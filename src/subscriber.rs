//! Event subscriptions and snapshot reads the supervisor and its config watchers run on.
//!
//! A [`Subscription`] pairs a stream of change events with a [`Lister`]
//! reading the last-known state maintained by the same subscription.
//! The [`cluster`] submodule implements the capabilities against a Kubernetes cluster.

use std::{collections::BTreeSet, fmt, future::Future, sync::Arc};

use futures::{future, stream::BoxStream, Stream, TryStreamExt};
use kube_core::{DynamicObject, Resource};

use crate::{
    addon::{ConfigReference, ManagedClusterAddOn},
    Result,
};

/// Uniquely identifies an object of a known type by namespace and name.
#[derive(Debug, Clone, PartialEq, Eq, PartialOrd, Ord, Hash)]
pub struct QualifiedName {
    /// The object namespace, if any
    pub namespace: Option<String>,
    /// The object name
    pub name: String,
}

impl QualifiedName {
    pub fn from_resource<K: Resource>(resource: &K) -> Self {
        Self {
            namespace: resource.meta().namespace.clone(),
            name: resource.meta().name.clone().unwrap_or_default(),
        }
    }
}

impl fmt::Display for QualifiedName {
    fn fmt(&self, f: &mut fmt::Formatter<'_>) -> fmt::Result {
        match &self.namespace {
            Some(namespace) => write!(f, "{namespace}/{}", self.name),
            None => f.write_str(&self.name),
        }
    }
}

/// An object was added, updated or deleted.
#[derive(Debug, Clone, PartialEq, Eq)]
pub struct Event {
    pub key: QualifiedName,
    /// False when the event reports a deletion.
    pub exists: bool,
}

/// Read access to the last-known state of the objects a subscription tracks.
pub trait Lister<K>: Send + Sync {
    fn get(&self, key: &QualifiedName) -> Option<Arc<K>>;

    fn keys(&self) -> Vec<QualifiedName>;
}

pub type EventStream = BoxStream<'static, Result<Event>>;

/// A live event feed over one kind of object.
///
/// Dropping [`events`](Self::events) closes the underlying watch.
pub struct Subscription<K> {
    pub lister: Arc<dyn Lister<K>>,
    pub events: EventStream,
}

/// Coordinates of the single configuration object a config watcher follows.
#[derive(Debug, Clone, PartialEq, Eq, Hash)]
pub struct ConfigObjectSpec {
    pub group: String,
    pub version: String,
    pub resource: String,
    /// `None` for cluster scoped objects.
    pub namespace: Option<String>,
    pub name: String,
}

impl ConfigObjectSpec {
    pub fn qualified_name(&self) -> QualifiedName {
        QualifiedName {
            namespace: self.namespace.clone(),
            name: self.name.clone(),
        }
    }
}

impl From<&ConfigReference> for ConfigObjectSpec {
    fn from(reference: &ConfigReference) -> Self {
        Self {
            group: reference.group.clone(),
            version: reference.version.clone(),
            resource: reference.resource.clone(),
            namespace: Some(reference.namespace.clone()).filter(|ns| !ns.is_empty()),
            name: reference.name.clone(),
        }
    }
}

impl fmt::Display for ConfigObjectSpec {
    fn fmt(&self, f: &mut fmt::Formatter<'_>) -> fmt::Result {
        write!(f, "{}/{}/{}", self.group, self.version, self.resource)?;
        match &self.namespace {
            Some(namespace) => write!(f, " {namespace}/{}", self.name),
            None => write!(f, " {}", self.name),
        }
    }
}

/// The object store capability: opens subscriptions.
pub trait ObjectStore: Send + Sync + 'static {
    /// Subscribes to all addon objects.
    fn addons(&self) -> impl Future<Output = Result<Subscription<ManagedClusterAddOn>>> + Send;

    /// Subscribes to the single object named by `spec`.
    ///
    /// When the subscription is (re)established, every matching object is delivered as an event.
    fn config_object(
        &self,
        spec: &ConfigObjectSpec,
    ) -> impl Future<Output = Result<Subscription<DynamicObject>>> + Send;
}

/// The write API capability: updates addon status with optimistic concurrency.
pub trait StatusWriter: Send + Sync + 'static {
    /// Fails with [`Error::Conflict`](crate::Error::Conflict) on a stale write
    /// and [`Error::NotFound`](crate::Error::NotFound) if the addon is gone.
    fn update_status(&self, addon: &ManagedClusterAddOn) -> impl Future<Output = Result<()>> + Send;
}

/// Drops events for addons outside the recognised set.
pub fn only_named(
    events: impl Stream<Item = Result<Event>> + Send + 'static,
    names: Arc<BTreeSet<String>>,
) -> EventStream {
    Box::pin(events.try_filter(move |event| future::ready(names.contains(&event.key.name))))
}

pub mod cluster;
pub use cluster::{KubeRecorder, KubeStore};

#[cfg(test)]
mod tests {
    use futures::{stream, StreamExt};

    use super::*;

    fn event(namespace: &str, name: &str) -> Result<Event> {
        Ok(Event {
            key: QualifiedName {
                namespace: Some(namespace.into()),
                name: name.into(),
            },
            exists: true,
        })
    }

    #[tokio::test]
    async fn unknown_addon_names_are_dropped() {
        let names = Arc::new(BTreeSet::from(["a1".to_string(), "a2".to_string()]));
        let events = stream::iter(vec![
            event("ns1", "a1"),
            event("ns1", "unknown"),
            event("ns2", "a2"),
        ]);

        let keys: Vec<_> = only_named(events, names)
            .map(|event| event.unwrap().key.to_string())
            .collect()
            .await;
        assert_eq!(keys, ["ns1/a1", "ns2/a2"]);
    }

    #[test]
    fn cluster_scoped_reference_has_no_namespace() {
        let reference = ConfigReference {
            group: "cfg.test".into(),
            version: "v1".into(),
            resource: "tests".into(),
            namespace: String::new(),
            name: "t".into(),
            last_observed_generation: 0,
        };
        let spec = ConfigObjectSpec::from(&reference);
        assert_eq!(spec.namespace, None);
        assert_eq!(spec.qualified_name().to_string(), "t");
    }
}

+===+

**EXERCISE BRIEF**
The reply should be a precise retyping of all the data.

**ANSWER TO THE PROBLEM**
filename src/subscriber.rs
//! Event subscriptions and snapshot reads the supervisor and its config watchers run on.
//!
//! A [`Subscription`] pairs a stream of change events with a [`Lister`]
//! reading the last-known state maintained by the same subscription.
//! The [`cluster`] submodule implements the capabilities against a Kubernetes cluster.

use std::{collections::BTreeSet, fmt, future::Future, sync::Arc};

use futures::{future, stream::BoxStream, Stream, TryStreamExt};
use kube_core::{DynamicObject, Resource};

use crate::{
    addon::{ConfigReference, ManagedClusterAddOn},
    Result,
};

/// Uniquely identifies an object of a known type by namespace and name.
#[derive(Debug, Clone, PartialEq, Eq, PartialOrd, Ord, Hash)]
pub struct QualifiedName {
    /// The object namespace, if any
    pub namespace: Option<String>,
    /// The object name
    pub name: String,
}

impl QualifiedName {
    pub fn from_resource<K: Resource>(resource: &K) -> Self {
        Self {
            namespace: resource.meta().namespace.clone(),
            name: resource.meta().name.clone().unwrap_or_default(),
        }
    }
}

impl fmt::Display for QualifiedName {
    fn fmt(&self, f: &mut fmt::Formatter<'_>) -> fmt::Result {
        match &self.namespace {
            Some(namespace) => write!(f, "{namespace}/{}", self.name),
            None => f.write_str(&self.name),
        }
    }
}

/// An object was added, updated or deleted.
#[derive(Debug, Clone, PartialEq, Eq)]
pub struct Event {
    pub key: QualifiedName,
    /// False when the event reports a deletion.
    pub exists: bool,
}

/// Read access to the last-known state of the objects a subscription tracks.
pub trait Lister<K>: Send + Sync {
    fn get(&self, key: &QualifiedName) -> Option<Arc<K>>;

    fn keys(&self) -> Vec<QualifiedName>;
}

pub type EventStream = BoxStream<'static, Result<Event>>;

/// A live event feed over one kind of object.
///
/// Dropping [`events`](Self::events) closes the underlying watch.
pub struct Subscription<K> {
    pub lister: Arc<dyn Lister<K>>,
    pub events: EventStream,
}

/// Coordinates of the single configuration object a config watcher follows.
#[derive(Debug, Clone, PartialEq, Eq, Hash)]
pub struct ConfigObjectSpec {
    pub group: String,
    pub version: String,
    pub resource: String,
    /// `None` for cluster scoped objects.
    pub namespace: Option<String>,
    pub name: String,
}

impl ConfigObjectSpec {
    pub fn qualified_name(&self) -> QualifiedName {
        QualifiedName {
            namespace: self.namespace.clone(),
            name: self.name.clone(),
        }
    }
}

impl From<&ConfigReference> for ConfigObjectSpec {
    fn from(reference: &ConfigReference) -> Self {
        Self {
            group: reference.group.clone(),
            version: reference.version.clone(),
            resource: reference.resource.clone(),
            namespace: Some(reference.namespace.clone()).filter(|ns| !ns.is_empty()),
            name: reference.name.clone(),
        }
    }
}

impl fmt::Display for ConfigObjectSpec {
    fn fmt(&self, f: &mut fmt::Formatter<'_>) -> fmt::Result {
        write!(f, "{}/{}/{}", self.group, self.version, self.resource)?;
        match &self.namespace {
            Some(namespace) => write!(f, " {namespace}/{}", self.name),
            None => write!(f, " {}", self.name),
        }
    }
}

/// The object store capability: opens subscriptions.
pub trait ObjectStore: Send + Sync + 'static {
    /// Subscribes to all addon objects.
    fn addons(&self) -> impl Future<Output = Result<Subscription<ManagedClusterAddOn>>> + Send;

    /// Subscribes to the single object named by `spec`.
    ///
    /// When the subscription is (re)established, every matching object is delivered as an event.
    fn config_object(
        &self,
        spec: &ConfigObjectSpec,
    ) -> impl Future<Output = Result<Subscription<DynamicObject>>> + Send;
}

/// The write API capability: updates addon status with optimistic concurrency.
pub trait StatusWriter: Send + Sync + 'static {
    /// Fails with [`Error::Conflict`](crate::Error::Conflict) on a stale write
    /// and [`Error::NotFound`](crate::Error::NotFound) if the addon is gone.
    fn update_status(&self, addon: &ManagedClusterAddOn) -> impl Future<Output = Result<()>> + Send;
}

/// Drops events for addons outside the recognised set.
pub fn only_named(
    events: impl Stream<Item = Result<Event>> + Send + 'static,
    names: Arc<BTreeSet<String>>,
) -> EventStream {
    Box::pin(events.try_filter(move |event| future::ready(names.contains(&event.key.name))))
}

pub mod cluster;
pub use cluster::{KubeRecorder, KubeStore};

#[cfg(test)]
mod tests {
    use futures::{stream, StreamExt};

    use super::*;

    fn event(namespace: &str, name: &str) -> Result<Event> {
        Ok(Event {
            key: QualifiedName {
                namespace: Some(namespace.into()),
                name: name.into(),
            },
            exists: true,
        })
    }

    #[tokio::test]
    async fn unknown_addon_names_are_dropped() {
        let names = Arc::new(BTreeSet::from(["a1".to_string(), "a2".to_string()]));
        let events = stream::iter(vec![
            event("ns1", "a1"),
            event("ns1", "unknown"),
            event("ns2", "a2"),
        ]);

        let keys: Vec<_> = only_named(events, names)
            .map(|event| event.unwrap().key.to_string())
            .collect()
            .await;
        assert_eq!(keys, ["ns1/a1", "ns2/a2"]);
    }

    #[test]
    fn cluster_scoped_reference_has_no_namespace() {
        let reference = ConfigReference {
            group: "cfg.test".into(),
            version: "v1".into(),
            resource: "tests".into(),
            namespace: String::new(),
            name: "t".into(),
            last_observed_generation: 0,
        };
        let spec = ConfigObjectSpec::from(&reference);
        assert_eq!(spec.namespace, None);
        assert_eq!(spec.qualified_name().to_string(), "t");
    }
}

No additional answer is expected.